- [Work task]:
What is the number of lines in the entries that contain "PoisonError"? Reply with that number only.

Stored items:
*** Begin section ***

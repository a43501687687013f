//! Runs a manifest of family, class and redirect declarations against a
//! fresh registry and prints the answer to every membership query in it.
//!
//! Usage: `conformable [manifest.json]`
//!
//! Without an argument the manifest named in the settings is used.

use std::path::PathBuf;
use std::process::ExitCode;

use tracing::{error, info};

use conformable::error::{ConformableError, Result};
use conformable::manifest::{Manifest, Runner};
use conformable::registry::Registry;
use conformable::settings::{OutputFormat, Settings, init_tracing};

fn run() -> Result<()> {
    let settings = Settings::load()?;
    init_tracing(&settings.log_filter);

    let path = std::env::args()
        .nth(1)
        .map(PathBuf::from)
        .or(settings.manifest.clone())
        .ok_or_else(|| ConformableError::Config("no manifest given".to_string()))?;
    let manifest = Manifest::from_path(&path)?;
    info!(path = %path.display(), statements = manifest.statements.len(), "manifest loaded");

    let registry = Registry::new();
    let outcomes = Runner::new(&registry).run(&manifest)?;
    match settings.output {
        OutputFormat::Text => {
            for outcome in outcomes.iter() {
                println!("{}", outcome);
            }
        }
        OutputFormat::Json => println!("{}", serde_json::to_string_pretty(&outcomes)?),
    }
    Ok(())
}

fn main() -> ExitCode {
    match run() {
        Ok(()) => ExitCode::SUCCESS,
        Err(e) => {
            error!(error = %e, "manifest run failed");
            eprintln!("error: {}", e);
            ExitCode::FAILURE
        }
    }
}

*** End section ***
*** Begin section ***

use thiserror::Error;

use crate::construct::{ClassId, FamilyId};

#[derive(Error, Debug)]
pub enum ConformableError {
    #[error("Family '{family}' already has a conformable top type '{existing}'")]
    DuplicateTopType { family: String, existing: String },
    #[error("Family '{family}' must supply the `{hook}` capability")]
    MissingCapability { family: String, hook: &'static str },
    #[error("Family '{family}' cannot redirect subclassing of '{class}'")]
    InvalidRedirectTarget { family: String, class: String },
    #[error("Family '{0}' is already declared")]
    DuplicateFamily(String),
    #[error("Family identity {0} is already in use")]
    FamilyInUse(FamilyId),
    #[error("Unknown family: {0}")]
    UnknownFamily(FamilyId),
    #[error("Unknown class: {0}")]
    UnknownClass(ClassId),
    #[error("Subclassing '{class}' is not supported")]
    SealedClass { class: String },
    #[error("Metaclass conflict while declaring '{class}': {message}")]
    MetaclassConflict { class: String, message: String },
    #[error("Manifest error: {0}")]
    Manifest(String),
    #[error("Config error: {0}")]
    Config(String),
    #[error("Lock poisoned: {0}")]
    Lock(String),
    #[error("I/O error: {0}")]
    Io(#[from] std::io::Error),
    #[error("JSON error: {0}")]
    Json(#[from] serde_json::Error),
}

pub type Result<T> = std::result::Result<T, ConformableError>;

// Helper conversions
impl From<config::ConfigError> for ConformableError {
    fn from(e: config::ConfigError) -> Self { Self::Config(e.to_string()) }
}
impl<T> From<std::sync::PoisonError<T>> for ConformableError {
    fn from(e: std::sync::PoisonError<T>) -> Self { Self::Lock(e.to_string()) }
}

*** End section ***

- [Task solution]:
2